(Stored data entries)
+--

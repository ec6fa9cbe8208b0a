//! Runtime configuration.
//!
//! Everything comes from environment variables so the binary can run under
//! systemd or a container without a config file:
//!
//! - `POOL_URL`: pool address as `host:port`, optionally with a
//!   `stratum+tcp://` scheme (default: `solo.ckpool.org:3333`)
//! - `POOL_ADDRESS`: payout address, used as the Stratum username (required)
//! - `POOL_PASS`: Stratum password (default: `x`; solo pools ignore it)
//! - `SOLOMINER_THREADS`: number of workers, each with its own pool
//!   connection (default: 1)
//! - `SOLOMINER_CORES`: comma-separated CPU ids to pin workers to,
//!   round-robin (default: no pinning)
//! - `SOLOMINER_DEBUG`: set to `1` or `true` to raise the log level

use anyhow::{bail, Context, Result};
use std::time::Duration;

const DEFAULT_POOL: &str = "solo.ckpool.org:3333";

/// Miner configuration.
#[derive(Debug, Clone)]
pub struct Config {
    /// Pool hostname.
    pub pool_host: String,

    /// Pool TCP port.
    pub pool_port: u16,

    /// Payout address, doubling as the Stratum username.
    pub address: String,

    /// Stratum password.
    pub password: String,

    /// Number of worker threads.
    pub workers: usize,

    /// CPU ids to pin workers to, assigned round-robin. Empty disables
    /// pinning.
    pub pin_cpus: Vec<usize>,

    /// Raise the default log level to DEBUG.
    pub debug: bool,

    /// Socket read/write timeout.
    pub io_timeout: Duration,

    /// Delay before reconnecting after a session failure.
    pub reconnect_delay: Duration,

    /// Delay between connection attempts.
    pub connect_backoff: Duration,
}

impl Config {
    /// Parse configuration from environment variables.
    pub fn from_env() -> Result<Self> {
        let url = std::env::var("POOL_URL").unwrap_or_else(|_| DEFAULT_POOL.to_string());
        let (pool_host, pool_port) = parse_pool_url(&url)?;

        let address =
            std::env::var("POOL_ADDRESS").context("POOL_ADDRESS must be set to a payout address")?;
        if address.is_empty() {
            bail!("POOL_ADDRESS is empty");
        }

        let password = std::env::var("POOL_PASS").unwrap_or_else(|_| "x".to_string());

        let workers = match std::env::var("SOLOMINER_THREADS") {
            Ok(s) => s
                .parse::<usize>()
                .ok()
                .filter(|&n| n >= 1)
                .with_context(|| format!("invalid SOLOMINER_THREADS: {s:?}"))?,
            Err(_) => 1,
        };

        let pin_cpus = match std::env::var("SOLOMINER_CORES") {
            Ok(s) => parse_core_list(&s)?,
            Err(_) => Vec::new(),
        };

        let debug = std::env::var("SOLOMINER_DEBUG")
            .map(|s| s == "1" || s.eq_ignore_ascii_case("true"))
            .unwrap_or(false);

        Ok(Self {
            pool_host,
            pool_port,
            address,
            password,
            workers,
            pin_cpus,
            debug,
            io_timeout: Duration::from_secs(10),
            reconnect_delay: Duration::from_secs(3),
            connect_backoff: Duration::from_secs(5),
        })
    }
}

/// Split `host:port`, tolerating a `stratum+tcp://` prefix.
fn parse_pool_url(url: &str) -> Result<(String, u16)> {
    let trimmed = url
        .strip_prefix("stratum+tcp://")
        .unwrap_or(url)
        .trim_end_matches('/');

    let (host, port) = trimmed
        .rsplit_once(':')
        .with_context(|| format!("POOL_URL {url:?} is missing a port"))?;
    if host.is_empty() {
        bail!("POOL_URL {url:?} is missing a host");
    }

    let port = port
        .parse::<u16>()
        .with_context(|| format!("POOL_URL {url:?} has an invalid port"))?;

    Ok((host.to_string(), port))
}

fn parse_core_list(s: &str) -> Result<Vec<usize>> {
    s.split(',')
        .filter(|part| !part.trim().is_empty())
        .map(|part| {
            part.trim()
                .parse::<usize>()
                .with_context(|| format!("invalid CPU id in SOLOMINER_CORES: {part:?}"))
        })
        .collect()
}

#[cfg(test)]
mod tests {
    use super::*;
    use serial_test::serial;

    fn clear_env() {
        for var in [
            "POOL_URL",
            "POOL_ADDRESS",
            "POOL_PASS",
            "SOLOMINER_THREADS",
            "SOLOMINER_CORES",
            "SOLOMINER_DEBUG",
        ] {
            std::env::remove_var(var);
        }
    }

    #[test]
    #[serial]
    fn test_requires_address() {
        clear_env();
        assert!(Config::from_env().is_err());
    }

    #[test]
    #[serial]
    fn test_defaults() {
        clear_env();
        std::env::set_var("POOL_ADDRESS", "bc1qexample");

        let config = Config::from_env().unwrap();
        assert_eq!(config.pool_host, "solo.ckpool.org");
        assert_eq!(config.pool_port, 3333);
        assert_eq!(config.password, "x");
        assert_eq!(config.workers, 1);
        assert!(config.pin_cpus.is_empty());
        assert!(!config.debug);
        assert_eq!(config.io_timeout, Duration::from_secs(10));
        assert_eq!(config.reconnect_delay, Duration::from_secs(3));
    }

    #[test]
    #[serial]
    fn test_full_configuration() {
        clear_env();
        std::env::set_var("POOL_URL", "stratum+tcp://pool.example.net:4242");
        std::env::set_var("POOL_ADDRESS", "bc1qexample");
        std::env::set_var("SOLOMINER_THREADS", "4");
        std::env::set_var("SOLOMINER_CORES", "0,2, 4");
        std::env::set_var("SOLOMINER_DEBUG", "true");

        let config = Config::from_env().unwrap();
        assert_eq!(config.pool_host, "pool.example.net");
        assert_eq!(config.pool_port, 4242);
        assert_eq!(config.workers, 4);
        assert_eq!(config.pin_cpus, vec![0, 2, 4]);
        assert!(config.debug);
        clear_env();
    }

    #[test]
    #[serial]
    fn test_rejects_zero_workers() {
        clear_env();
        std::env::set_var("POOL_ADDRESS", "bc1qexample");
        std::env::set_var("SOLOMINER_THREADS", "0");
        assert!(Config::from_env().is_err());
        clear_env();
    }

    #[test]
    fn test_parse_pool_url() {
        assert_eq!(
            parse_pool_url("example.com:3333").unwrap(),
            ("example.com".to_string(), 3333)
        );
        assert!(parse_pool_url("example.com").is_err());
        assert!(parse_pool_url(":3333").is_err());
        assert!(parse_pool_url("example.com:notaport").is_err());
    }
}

+--

Return the number of lines containing the word "robin" in these records, with no additional output.

▸ **YOUR RESPONSE**:
2